O montante indicativo global para estes dois leilões realizados pela Agência de Gestão da Tesouraria e da Dívida Pública - IGCP situava-se no intervalo entre os mil milhões de euros e os 1250 milhões de euros. O valor colocado total foi assim ligeiramente superior, nos 1300 milhões de euros.

Portugal, contudo, vai pagar uma taxa de juro superior aos investidores pela emissão de dívida a 10 anos.
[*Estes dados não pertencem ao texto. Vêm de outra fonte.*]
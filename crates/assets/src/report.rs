// ABOUTME: Size report of a project's static assets.
// ABOUTME: Collects SVG, design-system CSS, shared JS and ICO sizes and renders them as text.

use std::fmt::Write;
use std::fs;
use std::path::{Path, PathBuf};

use serde::Serialize;

use crate::css::{min_path_for, DESIGN_SYSTEM_FILES};
use crate::error::AssetError;
use crate::reduction_percent;
use crate::svg::find_svg_files;

#[derive(Debug, Clone, PartialEq, Eq, Serialize)]
pub struct FileEntry {
    pub path: PathBuf,
    pub size: u64,
}

#[derive(Debug, Clone, PartialEq, Serialize)]
pub struct CssEntry {
    pub file: String,
    pub original: u64,
    pub minified: Option<u64>,
}

impl CssEntry {
    pub fn reduction(&self) -> Option<f64> {
        self.minified
            .map(|minified| reduction_percent(self.original, minified))
    }
}

#[derive(Debug, Clone, Copy, Default, PartialEq, Eq, Serialize)]
pub struct Totals {
    pub svg: u64,
    pub css: u64,
    pub js: u64,
    pub ico: u64,
}

impl Totals {
    pub fn grand_total(&self) -> u64 {
        self.svg + self.css + self.js + self.ico
    }
}

#[derive(Debug, Clone, Default, PartialEq, Serialize)]
pub struct AssetReport {
    pub svg: Vec<FileEntry>,
    pub css: Vec<CssEntry>,
    pub js: Vec<FileEntry>,
    pub ico: Vec<FileEntry>,
    pub total: Totals,
}

fn file_size(path: &Path) -> Option<u64> {
    fs::metadata(path)
        .ok()
        .filter(|m| m.is_file())
        .map(|m| m.len())
}

/// Scans `root` with the project layout: SVGs anywhere, CSS in
/// `shared/design-system`, JS in `shared/utils`, `shared/assets/favicon.ico`.
pub fn generate_asset_report(root: &Path) -> Result<AssetReport, AssetError> {
    let mut report = AssetReport::default();

    for path in find_svg_files(root)? {
        if let Some(size) = file_size(&path) {
            report.total.svg += size;
            report.svg.push(FileEntry { path, size });
        }
    }

    let css_dir = root.join("shared").join("design-system");
    for file in DESIGN_SYSTEM_FILES {
        let path = css_dir.join(file);
        if let Some(original) = file_size(&path) {
            report.total.css += original;
            report.css.push(CssEntry {
                file: file.to_string(),
                original,
                minified: file_size(&min_path_for(&path)),
            });
        }
    }

    let js_dir = root.join("shared").join("utils");
    if js_dir.is_dir() {
        let mut js: Vec<PathBuf> = fs::read_dir(&js_dir)
            .map_err(|e| AssetError::io(&js_dir, e))?
            .filter_map(|entry| entry.ok().map(|e| e.path()))
            .filter(|path| path.extension().is_some_and(|ext| ext == "js"))
            .collect();
        js.sort();
        for path in js {
            if let Some(size) = file_size(&path) {
                report.total.js += size;
                report.js.push(FileEntry { path, size });
            }
        }
    }

    let ico = root.join("shared").join("assets").join("favicon.ico");
    if let Some(size) = file_size(&ico) {
        report.total.ico += size;
        report.ico.push(FileEntry { path: ico, size });
    }

    Ok(report)
}

impl AssetReport {
    /// Human-readable report; paths are shown relative to `base` when possible.
    pub fn render(&self, base: &Path) -> String {
        let rel = |path: &Path| {
            path.strip_prefix(base)
                .unwrap_or(path)
                .display()
                .to_string()
        };
        let mut out = String::from("=== ASSET OPTIMIZATION REPORT ===\n\n");

        // Writing into a String cannot fail.
        if !self.svg.is_empty() {
            out.push_str("SVG files:\n");
            for file in &self.svg {
                let _ = writeln!(out, "  {}: {}B", rel(&file.path), file.size);
            }
            let _ = writeln!(out, "  Total SVG: {}B\n", self.total.svg);
        }
        if !self.css.is_empty() {
            out.push_str("CSS files:\n");
            for file in &self.css {
                let _ = write!(out, "  {}: {}B", file.file, file.original);
                if let (Some(minified), Some(reduction)) = (file.minified, file.reduction()) {
                    let _ = write!(out, " -> {}B ({:.1}% reduction)", minified, reduction);
                }
                out.push('\n');
            }
            let _ = writeln!(out, "  Total CSS: {}B\n", self.total.css);
        }
        if !self.js.is_empty() {
            out.push_str("JavaScript files:\n");
            for file in &self.js {
                let _ = writeln!(out, "  {}: {}B", rel(&file.path), file.size);
            }
            let _ = writeln!(out, "  Total JS: {}B\n", self.total.js);
        }
        if !self.ico.is_empty() {
            out.push_str("ICO files:\n");
            for file in &self.ico {
                let _ = writeln!(out, "  {}: {}B", rel(&file.path), file.size);
            }
            let _ = writeln!(out, "  Total ICO: {}B\n", self.total.ico);
        }

        let grand = self.total.grand_total();
        let _ = writeln!(out, "GRAND TOTAL: {}B ({:.2}KB)", grand, grand as f64 / 1024.0);
        out
    }
}
// ABOUTME: Health-check endpoint reporting service identity and uptime.
// ABOUTME: GET answers 200 with a JSON status; other methods get a JSON 405.

use std::sync::Arc;
use std::time::Instant;

use axum::extract::State;
use axum::http::StatusCode;
use axum::response::{IntoResponse, Response};
use axum::routing::get;
use axum::{Json, Router};
use chrono::{SecondsFormat, Utc};
use serde::Serialize;
use serde_json::json;

use crate::config::ServerConfig;

pub const HEALTH_PATH: &str = "/api/health";

#[derive(Debug, Clone)]
pub struct HealthState {
    pub service: String,
    pub version: String,
    pub environment: String,
    pub started: Instant,
}

impl HealthState {
    pub fn from_config(config: &ServerConfig) -> Self {
        Self {
            service: config.service_name.clone(),
            version: config.service_version.clone(),
            environment: config.environment().to_string(),
            started: Instant::now(),
        }
    }
}

#[derive(Debug, Serialize)]
pub struct HealthStatus {
    pub ok: bool,
    pub service: String,
    pub version: String,
    pub timestamp: String,
    /// Whole seconds since the process started serving.
    pub uptime: u64,
    pub environment: String,
}

pub fn routes(state: HealthState) -> Router {
    Router::new()
        .route(HEALTH_PATH, get(health).fallback(method_not_allowed))
        .with_state(Arc::new(state))
}

async fn health(State(state): State<Arc<HealthState>>) -> Json<HealthStatus> {
    Json(HealthStatus {
        ok: true,
        service: state.service.clone(),
        version: state.version.clone(),
        timestamp: Utc::now().to_rfc3339_opts(SecondsFormat::Millis, true),
        uptime: state.started.elapsed().as_secs(),
        environment: state.environment.clone(),
    })
}

async fn method_not_allowed() -> Response {
    (
        StatusCode::METHOD_NOT_ALLOWED,
        Json(json!({ "ok": false, "error": "Method not allowed" })),
    )
        .into_response()
}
A taxa fixou-se nos 2,3975%, o que compara com 2,04% no último leilão para esta maturidade, realizado em fevereiro.

Já no leilão a 22 anos, a taxa de juro ficou nos 3,2336%, abaixo dos 3,534% registados no último leilão com esta maturidade, realizado em julho.

Quanto à procura, totalizou 1,62 vezes a oferta no caso do leilão a 10 anos (abaixo do anterior leilão, quando foi de 1,82 vezes) e 1,85 vezes no caso do leilão a 22 anos (acima do anterior leilão, quando foi de 1,7 vezes).

Para João Queiroz, Director de Negociação da GoBulling - Banco Carregosa, “Os leilões correram muito bem". E destaca: "A taxa a 22 anos desceu face à taxa conseguida há 3 meses e a procura até aumentou".

Já na emissão a 10 anos, prazo onde o Estado foi buscar o maior montante, "a taxa subiu um pouco face ao que tinha sido conseguido em fevereiro , mas nada que se deva acentuar. A procura diminuiu um pouco, mas continuou acima da oferta. Para um país que ainda não sabe quem e como vai formar governo, quase duas semanas depois das eleições, diria que são dados muito positivos”, frisou João Queiroz.